04/02/2022
O Dia Mundial do Combate ao
Câncer, celebrado em 4 de fevereiro, busca orientar e educar sobre a doença, e
também convida à reflexão. Qual o sentido de conscientizar, se faltam meios
efetivos de diagnóstico, tratamento e cura para a maior parte da população
brasileira? O oncologista Fernando Medina, do Centro de Oncologia Campinas
(SP), entende que um dos principais problemas enfrentados pelos pacientes
oncológicos no Brasil é a falta de equidade entre o que é ofertado pela saúde
pública e pela rede privada.
Os pacientes oncológicos do Brasil vivenciam o abismo que separa
as realidades das redes privada e pública. Menos de 25% da população brasileira
têm acesso a planos de saúde médico-hospitalares. Todo restante depende do
Sistema Único de Saúde (SUS). Fernando Medina lembra que mesmo os moradores da
região de Campinas – que está entre as mais desenvolvidas do país e que oferece
melhores acessos à saúde – têm dificuldade para receber um atendimento
oncológico de qualidade.
“Há apenas três instituições públicas que atendem esses
pacientes na região de Campinas, uma população de quase 4 milhões de pessoas.
Infelizmente na nossa região o acesso ao diagnóstico e tratamento é muito ruim.
Muitos pacientes vão buscar radioterapia e quimioterapia em lugares distantes,
como Barretos ou Guarulhos. É inadmissível para o paciente que tem câncer, que
está enfraquecido pela própria doença, ter que viajar”, afirma o oncologista.
Medina mostra em números a realidade discrepante. “Um terço dos
casos de câncer pode ser prevenido, e mais um terço pode ser curado, desde que
exista acesso, tratamento e exames adequados e diagnóstico mais precoce
possível”, reforça. Cerca de 10 milhões de pessoas morrem anualmente no mundo
de câncer. “É mais do que aids, malária e tuberculose, juntos. Se a gente não
fizer nada, em 2030 a mortalidade vai para mais de 13 milhões de pessoas.
Aumentará quase um terço em oito anos”, alerta.
A origem dos problemas de equidade de tratamento está nas
próprias diretrizes que regem as orientações de detecção precoce – a arma mais
valiosa para cura do câncer. Há divergências de protocolo e diretrizes. “O
Ministério da Saúde, pelo viés de custo, adota diretrizes diferentes. Segundo a American
Cancer Society, a recomendação é fazer a mamografia depois dos 40
anos até os 70, anualmente. O Ministério da Saúde usa a diretriz de exames após
os 50 anos e a cada dois anos”, exemplifica.
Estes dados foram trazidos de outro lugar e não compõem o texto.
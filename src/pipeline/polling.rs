//! Polling worker: PROCESSING -> PROCESSED | INVALID.
//!
//! Single consumer of the status queue. Terminal engine results settle
//! through the ledger; everything else — still computing, not yet known,
//! rate limits, transport failures — requeues with backoff. A transient
//! failure never produces a terminal mark.

use std::sync::Arc;
use tokio::sync::mpsc;
use tracing::{debug, error, info, warn};

use crate::adapters::{AccrualClient, StatusReply};
use crate::pipeline::{QueuedOrder, RetryPolicy};
use crate::storage::Store;

pub struct PollingWorker {
    store: Arc<dyn Store>,
    accrual: AccrualClient,
    rx: mpsc::Receiver<QueuedOrder>,
    retry_tx: mpsc::Sender<QueuedOrder>,
    retry: RetryPolicy,
}

impl PollingWorker {
    pub fn new(
        store: Arc<dyn Store>,
        accrual: AccrualClient,
        rx: mpsc::Receiver<QueuedOrder>,
        retry_tx: mpsc::Sender<QueuedOrder>,
        retry: RetryPolicy,
    ) -> Self {
        Self {
            store,
            accrual,
            rx,
            retry_tx,
            retry,
        }
    }

    pub async fn run(mut self) {
        info!("Polling worker started");
        while let Some(item) = self.rx.recv().await {
            self.process(item).await;
        }
        info!("Polling worker stopped");
    }

    async fn process(&self, item: QueuedOrder) {
        match self.accrual.order_status(&item.number).await {
            Ok(StatusReply::Processed { amount }) => {
                match self.store.credit(&item.number, amount).await {
                    Ok(true) => {
                        info!("Order {} processed, credited {} minor units", item.number, amount)
                    }
                    Ok(false) => debug!("Order {} already credited", item.number),
                    Err(e) => {
                        error!("Failed to credit order {}: {}; requeueing", item.number, e);
                        self.requeue(item);
                    }
                }
            }
            Ok(StatusReply::Invalid) => match self.store.mark_invalid(&item.number).await {
                Ok(true) => info!("Order {} marked INVALID by the engine", item.number),
                Ok(false) => debug!("Order {} already terminal", item.number),
                Err(e) => {
                    error!(
                        "Failed to mark order {} INVALID: {}; requeueing",
                        item.number, e
                    );
                    self.requeue(item);
                }
            },
            Ok(reply) => {
                debug!("Order {} not terminal yet ({:?}); polling again", item.number, reply);
                self.requeue(item);
            }
            Err(e) if e.is_transient() => {
                warn!(
                    "Order {} status poll failed (attempt {}): {}; retrying with backoff",
                    item.number, item.attempt, e
                );
                self.requeue(item);
            }
            Err(e) => {
                // An unexpected engine reply is not grounds for a terminal
                // mark: the order may still have been processed upstream.
                error!(
                    "Order {} status poll returned an unexpected error: {}; requeueing",
                    item.number, e
                );
                self.requeue(item);
            }
        }
    }

    fn requeue(&self, item: QueuedOrder) {
        self.retry
            .requeue_later(self.retry_tx.clone(), item.retry(), item.attempt);
    }
}
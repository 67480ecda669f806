use config::{Config, ConfigError, Environment, File};
use serde::Deserialize;
use std::path::Path;

/// Main configuration structure
#[derive(Debug, Clone, Deserialize)]
pub struct AppConfig {
    pub database: DatabaseConfig,
    pub accrual: AccrualConfig,
    #[serde(default)]
    pub pipeline: PipelineSettings,
    #[serde(default)]
    pub logging: LoggingConfig,
}

#[derive(Debug, Clone, Deserialize)]
pub struct DatabaseConfig {
    /// PostgreSQL connection URL
    pub url: String,
    /// Maximum connections in pool
    #[serde(default = "default_max_connections")]
    pub max_connections: u32,
}

fn default_max_connections() -> u32 {
    5
}

#[derive(Debug, Clone, Deserialize)]
pub struct AccrualConfig {
    /// Base URL of the external accrual engine
    pub base_url: String,
    /// Per-request timeout in milliseconds
    #[serde(default = "default_request_timeout")]
    pub request_timeout_ms: u64,
}

fn default_request_timeout() -> u64 {
    5000
}

/// Queue and retry settings for the reconciliation pipeline
#[derive(Debug, Clone, Deserialize)]
pub struct PipelineSettings {
    /// Bounded capacity of each worker queue
    #[serde(default = "default_queue_capacity")]
    pub queue_capacity: usize,
    /// Base delay for exponential backoff (milliseconds)
    #[serde(default = "default_base_backoff")]
    pub base_backoff_ms: u64,
    /// Maximum backoff delay (milliseconds)
    #[serde(default = "default_max_backoff")]
    pub max_backoff_ms: u64,
    /// Jitter fraction applied to each delay (0.0..1.0)
    #[serde(default = "default_jitter")]
    pub jitter: f64,
}

fn default_queue_capacity() -> usize {
    100
}

fn default_base_backoff() -> u64 {
    500
}

fn default_max_backoff() -> u64 {
    60_000
}

fn default_jitter() -> f64 {
    0.2
}

impl Default for PipelineSettings {
    fn default() -> Self {
        Self {
            queue_capacity: default_queue_capacity(),
            base_backoff_ms: default_base_backoff(),
            max_backoff_ms: default_max_backoff(),
            jitter: default_jitter(),
        }
    }
}

#[derive(Debug, Clone, Deserialize, Default)]
pub struct LoggingConfig {
    /// Log level (trace, debug, info, warn, error)
    #[serde(default = "default_log_level")]
    pub level: String,
    /// Enable JSON formatted logs
    #[serde(default)]
    pub json: bool,
}

fn default_log_level() -> String {
    "info".to_string()
}

impl AppConfig {
    /// Load configuration from files and environment
    pub fn load() -> Result<Self, ConfigError> {
        Self::load_from("config")
    }

    /// Load configuration from a specific directory
    pub fn load_from<P: AsRef<Path>>(config_dir: P) -> Result<Self, ConfigError> {
        let config_dir = config_dir.as_ref();

        let builder = Config::builder()
            .set_default("logging.level", "info")?
            .set_default("logging.json", false)?
            .set_default("database.max_connections", 5)?
            .set_default("accrual.request_timeout_ms", 5000)?
            .add_source(File::from(config_dir.join("default.toml")).required(false))
            .add_source(
                File::from(config_dir.join(
                    std::env::var("TALLY_ENV").unwrap_or_else(|_| "development".to_string()),
                ))
                .required(false),
            )
            // Override with environment variables (TALLY_DATABASE__URL, etc.)
            .add_source(
                Environment::with_prefix("TALLY")
                    .separator("__")
                    .try_parsing(true),
            );

        builder.build()?.try_deserialize()
    }

    /// Create a default configuration for CLI usage
    pub fn default_config(database_url: &str, accrual_base_url: &str) -> Self {
        Self {
            database: DatabaseConfig {
                url: database_url.to_string(),
                max_connections: default_max_connections(),
            },
            accrual: AccrualConfig {
                base_url: accrual_base_url.to_string(),
                request_timeout_ms: default_request_timeout(),
            },
            pipeline: PipelineSettings::default(),
            logging: LoggingConfig::default(),
        }
    }

    /// Validate configuration values
    pub fn validate(&self) -> Result<(), Vec<String>> {
        let mut errors = Vec::new();

        if self.database.url.is_empty() {
            errors.push("database.url must not be empty".to_string());
        }

        if self.accrual.base_url.is_empty() {
            errors.push("accrual.base_url must not be empty".to_string());
        }

        if self.accrual.request_timeout_ms == 0 {
            errors.push("accrual.request_timeout_ms must be positive".to_string());
        }

        if self.pipeline.queue_capacity == 0 {
            errors.push("pipeline.queue_capacity must be positive".to_string());
        }

        if self.pipeline.base_backoff_ms == 0 {
            errors.push("pipeline.base_backoff_ms must be positive".to_string());
        }

        if self.pipeline.max_backoff_ms < self.pipeline.base_backoff_ms {
            errors.push("pipeline.max_backoff_ms must be >= base_backoff_ms".to_string());
        }

        if !(0.0..1.0).contains(&self.pipeline.jitter) {
            errors.push("pipeline.jitter must be in [0, 1)".to_string());
        }

        if errors.is_empty() {
            Ok(())
        } else {
            Err(errors)
        }
    }
}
Na escala seguinte da linha de diagnóstico do câncer, as
barreiras da rede pública também se erguem na comparação com o serviço privado.
Medina observa que muitos dos especialistas da linha de frente de atendimento
da saúde básica não recebem o devido treinamento para poder detectar
precocemente casos de câncer. “Os médicos não têm uma formação adequada de
prevenção, diagnóstico e tratamento de câncer.”
Esses profissionais, opina, deveriam ser treinados a detectar
mais rapidamente os sinais do câncer. “Hoje temos conhecimento de uma série de
sintomas indicativos do câncer. Por exemplo, ferida que não cicatriza há mais
de 15 dias, uma rouquidão por mais de 15 dias, qualquer nódulo pelo corpo,
dificuldade de engolir, alteração do hábito intestinal. São todos sinais
importantes que devem ser levados a sério a fim de possibilitar uma detecção
precoce do câncer”, diz Medina.
Já na fase de tratamento, a lacuna se torna ainda maior para os
pacientes oncológicos sem acesso a planos privados de saúde. Terapia
alvo-dirigida, imunoterapia e mapeamento genético, atualmente os principais
recursos de êxito na cura de muitos tipos de câncer, não são opção para os
pacientes do SUS. “Hoje temos tumores tratados exclusivamente com imunoterapia
e com terapia alvo, como por exemplo o melanoma e tumor renal, só que esses
tipos de tratamento não existem no SUS”.
Orientação
Apenas a equidade, que inclui orientação, facilidade de acesso
ao diagnóstico e de tratamento, será capaz de trazer prognósticos melhores à
grande maioria dos pacientes oncológicos do país, acredita Medina. “Na maioria
das vezes, o diagnóstico é tardio por falta de programas de prevenção adequados.
É preciso direcionar o público, de uma maneira geral, às ações de prevenção. E
permitir que todos tenham acesso às melhores técnicas e tratamentos, não
somente a pequena parcela que pode pagar um plano de saúde”.